Over the past few years, I have heaped praise on Family First senator for South Australia and former HIA president, Bob Day, for tirelessly advocating for affordable housing and lobbying for much-needed fundamental reforms to Australia’s constipated urban planning system, which has precluded affordable housing from being built in response to rising demand.

Today is not one of those days.

On Tuesday, Day spoke during a Senate debate on housing affordability in which he sensibly outlined how supply-side barriers have made housing less affordable, as well as the distortion to the domestic economy from the mis-allocation of resources into housing:

For more than 100 years the average Australian family was able to buy its first home on one wage. The median house price was around three times the median income, allowing young home buyers easy entry into the housing market. The median house prices now in real terms—that is, relative to income—are more than nine times what it was for 100 years between 1900 and 2000. That equates to approximately $600,000 more spent on mortgage payments than would have been the case had house prices remained at three times the median income. That is $600,000 lost to the economy in consumption and spending on other things.
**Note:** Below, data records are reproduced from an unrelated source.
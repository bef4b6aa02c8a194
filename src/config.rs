//! Configuration for the QRS detector.
//!
//! All defaults are tuned for ECG recorded at 250 Hz. Every parameter that is
//! expressed in samples (`integration_window`, `findpeaks.spacing`,
//! `classifier.refractory_period`) has to scale with the sampling frequency;
//! use [`DetectorConfig::for_sample_rate`] rather than editing
//! `signal_frequency` alone.
//!
//! A configuration can also be loaded from TOML. Missing keys keep their
//! defaults:
//!
//! ```
//! use qrsdetector::config::DetectorConfig;
//!
//! let config = DetectorConfig::from_toml_str(
//!     r#"
//!     integration_window = 20
//!
//!     [classifier]
//!     refractory_period = 150
//!     "#,
//! )
//! .unwrap();
//! assert_eq!(config.integration_window, 20);
//! assert_eq!(config.classifier.refractory_period, 150);
//! assert_eq!(config.findpeaks.spacing, 50);
//! ```

use std::fs;
use std::path::Path;

use serde::Deserialize;

use crate::error::{QrsError, Result};
use crate::signal_processing::filters::check_filter_spec;

/// Sampling frequency the default sample-count parameters were tuned for.
pub const REFERENCE_SIGNAL_FREQUENCY: f64 = 250.0;

/// Complete detector configuration
///
/// Use `DetectorConfig::default()` for 250 Hz input.
///
/// # Example
/// ```
/// use qrsdetector::config::DetectorConfig;
///
/// let mut config = DetectorConfig::default();
/// config.findpeaks.limit = Some(0.5);
/// assert!(config.validate().is_ok());
/// ```
#[derive(Debug, Clone, Deserialize)]
#[serde(default, deny_unknown_fields)]
pub struct DetectorConfig {
    /// ECG device sampling frequency in samples per second
    pub signal_frequency: f64,
    /// Band-pass filter configuration
    pub filter: FilterConfig,
    /// Moving-window integration length in samples
    pub integration_window: usize,
    /// Candidate peak extraction configuration
    pub findpeaks: FindPeaksConfig,
    /// Adaptive signal/noise classification configuration
    pub classifier: ClassifierConfig,
}

/// Butterworth band-pass filter configuration
#[derive(Debug, Clone, Deserialize)]
#[serde(default, deny_unknown_fields)]
pub struct FilterConfig {
    /// Lower cutoff in Hz (0.0 designs a low-pass at `highcut`)
    pub lowcut: f64,
    /// Upper cutoff in Hz
    pub highcut: f64,
    /// Butterworth order
    pub order: usize,
}

/// Candidate peak extraction configuration
#[derive(Debug, Clone, Deserialize)]
#[serde(default, deny_unknown_fields)]
pub struct FindPeaksConfig {
    /// Peaks must be strictly greater than this value (`None` disables the check)
    pub limit: Option<f64>,
    /// Neighbourhood half-width in samples a peak must dominate
    pub spacing: usize,
}

/// Adaptive threshold classifier configuration
#[derive(Debug, Clone, Deserialize)]
#[serde(default, deny_unknown_fields)]
pub struct ClassifierConfig {
    /// Samples after an accepted QRS during which candidates are ignored
    pub refractory_period: usize,
    /// Weight of a new QRS peak in the running signal level (alpha)
    pub signal_peak_filtering_factor: f64,
    /// Weight of a new noise peak in the running noise level (beta)
    pub noise_peak_filtering_factor: f64,
    /// Position of the threshold between noise and signal level (gamma)
    pub signal_noise_diff_weight: f64,
}

impl Default for DetectorConfig {
    fn default() -> Self {
        Self {
            signal_frequency: REFERENCE_SIGNAL_FREQUENCY,
            filter: FilterConfig::default(),
            integration_window: 15,
            findpeaks: FindPeaksConfig::default(),
            classifier: ClassifierConfig::default(),
        }
    }
}

impl Default for FilterConfig {
    fn default() -> Self {
        Self {
            lowcut: 0.0,
            highcut: 15.0,
            order: 1,
        }
    }
}

impl Default for FindPeaksConfig {
    fn default() -> Self {
        Self {
            limit: Some(0.35),
            spacing: 50,
        }
    }
}

impl Default for ClassifierConfig {
    fn default() -> Self {
        Self {
            refractory_period: 120,
            signal_peak_filtering_factor: 0.125,
            noise_peak_filtering_factor: 0.125,
            signal_noise_diff_weight: 0.25,
        }
    }
}

impl DetectorConfig {
    /// Default configuration rescaled for a different sampling frequency
    ///
    /// Sample-count parameters are multiplied by `signal_frequency / 250`
    /// and rounded, never dropping below one sample. Cutoffs and weights are
    /// left untouched.
    pub fn for_sample_rate(signal_frequency: f64) -> Self {
        let defaults = Self::default();
        let ratio = signal_frequency / REFERENCE_SIGNAL_FREQUENCY;
        let scale = |samples: usize| ((samples as f64 * ratio).round() as usize).max(1);

        Self {
            signal_frequency,
            integration_window: scale(defaults.integration_window),
            findpeaks: FindPeaksConfig {
                spacing: scale(defaults.findpeaks.spacing),
                ..defaults.findpeaks
            },
            classifier: ClassifierConfig {
                refractory_period: scale(defaults.classifier.refractory_period),
                ..defaults.classifier
            },
            filter: defaults.filter,
        }
    }

    /// Parse a configuration from TOML text and validate it
    pub fn from_toml_str(text: &str) -> Result<Self> {
        let config: Self = toml::from_str(text).map_err(|e| QrsError::Config(e.to_string()))?;
        config.validate()?;
        Ok(config)
    }

    /// Load a configuration from a TOML file and validate it
    pub fn load<P: AsRef<Path>>(path: P) -> Result<Self> {
        let text = fs::read_to_string(path)?;
        Self::from_toml_str(&text)
    }

    /// Smallest input length (in raw samples) the pipeline accepts
    pub fn min_signal_len(&self) -> usize {
        (2 * self.findpeaks.spacing).max(2)
    }

    /// Check every parameter, returning the first problem found
    ///
    /// # Errors
    /// `QrsError::InvalidFilterSpec` for bad cutoffs or order,
    /// `QrsError::Config` for everything else.
    pub fn validate(&self) -> Result<()> {
        if !self.signal_frequency.is_finite() || self.signal_frequency <= 0.0 {
            return Err(QrsError::Config(format!(
                "signal_frequency must be positive, got {}",
                self.signal_frequency
            )));
        }

        check_filter_spec(
            self.filter.lowcut,
            self.filter.highcut,
            self.signal_frequency,
            self.filter.order,
        )?;

        if self.integration_window == 0 {
            return Err(QrsError::Config(
                "integration_window must be at least 1 sample".to_string(),
            ));
        }
        if self.findpeaks.spacing == 0 {
            return Err(QrsError::Config(
                "findpeaks spacing must be at least 1 sample".to_string(),
            ));
        }
        if let Some(limit) = self.findpeaks.limit {
            if !limit.is_finite() {
                return Err(QrsError::Config(format!(
                    "findpeaks limit must be finite, got {}",
                    limit
                )));
            }
        }

        self.classifier.validate()
    }
}

impl ClassifierConfig {
    fn validate(&self) -> Result<()> {
        if self.refractory_period == 0 {
            return Err(QrsError::Config(
                "refractory_period must be at least 1 sample".to_string(),
            ));
        }

        let weights = [
            ("signal_peak_filtering_factor", self.signal_peak_filtering_factor),
            ("noise_peak_filtering_factor", self.noise_peak_filtering_factor),
            ("signal_noise_diff_weight", self.signal_noise_diff_weight),
        ];
        for (name, value) in weights {
            if !(0.0..=1.0).contains(&value) {
                return Err(QrsError::Config(format!(
                    "{} must be within [0, 1], got {}",
                    name, value
                )));
            }
        }

        Ok(())
    }
}

#[cfg(test)]
mod tests {
    use super::*;

    #[test]
    fn test_default_config_is_valid() {
        let config = DetectorConfig::default();
        assert!(config.validate().is_ok());
        assert_eq!(config.min_signal_len(), 100);
    }

    #[test]
    fn test_for_sample_rate_scales_sample_counts() {
        let config = DetectorConfig::for_sample_rate(500.0);
        assert_eq!(config.integration_window, 30);
        assert_eq!(config.findpeaks.spacing, 100);
        assert_eq!(config.classifier.refractory_period, 240);
        assert_eq!(config.filter.highcut, 15.0);
        assert!(config.validate().is_ok());

        let config = DetectorConfig::for_sample_rate(360.0);
        assert_eq!(config.integration_window, 22); // 21.6
        assert_eq!(config.findpeaks.spacing, 72);
        assert_eq!(config.classifier.refractory_period, 173); // 172.8
    }

    #[test]
    fn test_zero_refractory_period_rejected() {
        let mut config = DetectorConfig::default();
        config.classifier.refractory_period = 0;
        assert!(matches!(config.validate(), Err(QrsError::Config(_))));
    }

    #[test]
    fn test_zero_window_and_spacing_rejected() {
        let mut config = DetectorConfig::default();
        config.integration_window = 0;
        assert!(matches!(config.validate(), Err(QrsError::Config(_))));

        let mut config = DetectorConfig::default();
        config.findpeaks.spacing = 0;
        assert!(matches!(config.validate(), Err(QrsError::Config(_))));
    }

    #[test]
    fn test_weights_out_of_range_rejected() {
        let mut config = DetectorConfig::default();
        config.classifier.signal_noise_diff_weight = 1.5;
        assert!(matches!(config.validate(), Err(QrsError::Config(_))));

        let mut config = DetectorConfig::default();
        config.classifier.noise_peak_filtering_factor = -0.1;
        assert!(matches!(config.validate(), Err(QrsError::Config(_))));
    }

    #[test]
    fn test_bad_filter_surfaces_as_filter_spec_error() {
        let mut config = DetectorConfig::default();
        config.filter.highcut = 200.0; // above Nyquist at 250 Hz
        assert!(matches!(
            config.validate(),
            Err(QrsError::InvalidFilterSpec(_))
        ));
    }

    #[test]
    fn test_from_toml_str() {
        let config = DetectorConfig::from_toml_str(
            r#"
            signal_frequency = 250.0

            [filter]
            lowcut = 5.0
            highcut = 15.0
            order = 2

            [findpeaks]
            spacing = 40
            "#,
        )
        .unwrap();

        assert_eq!(config.filter.lowcut, 5.0);
        assert_eq!(config.filter.order, 2);
        assert_eq!(config.findpeaks.spacing, 40);
        assert_eq!(config.findpeaks.limit, Some(0.35));
        assert_eq!(config.classifier.refractory_period, 120);
    }

    #[test]
    fn test_from_toml_str_rejects_negative_window() {
        let result = DetectorConfig::from_toml_str("integration_window = -15");
        assert!(matches!(result, Err(QrsError::Config(_))));
    }

    #[test]
    fn test_from_toml_str_rejects_unknown_keys() {
        let result = DetectorConfig::from_toml_str("detection_window = 40");
        assert!(matches!(result, Err(QrsError::Config(_))));
    }
}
The economic consequences of this change have been devastating. The capital structure of our economy has been distorted to the tune of hundreds of billions of dollars and, for those on middle and low incomes, the prospect of ever becoming homeowners has now all but vanished. The real culprit for the slump in business conditions over the past years has been the massive redirection of capital into high mortgages. The distortion in the housing market, this misallocation of resources resulting from the supply-demand imbalance is enormous by any measure and affects every other area of the economy. A terrible policy mistake has been made and it needs to be corrected.

Let’s be clear here as well: the problem is not the affordability of constructing a home. The previous speaker, Senator O’Neill, should make a note of this fact. The cost of building a home has been approximately the same for decades due to efficiencies gained over the years. The cost of building a house has not even risen with indexation. In fact, I have said in my home state of South Australia as we lose the automotive manufacturing, why can’t we build cars as cost-effectively as we build houses?

The affordability problem is with the land on which the house is built. Land prices have gone through the roof. The Demographia international housing affordability survey, which ranks 378 cities worldwide, list all Australian cities as seriously unaffordable…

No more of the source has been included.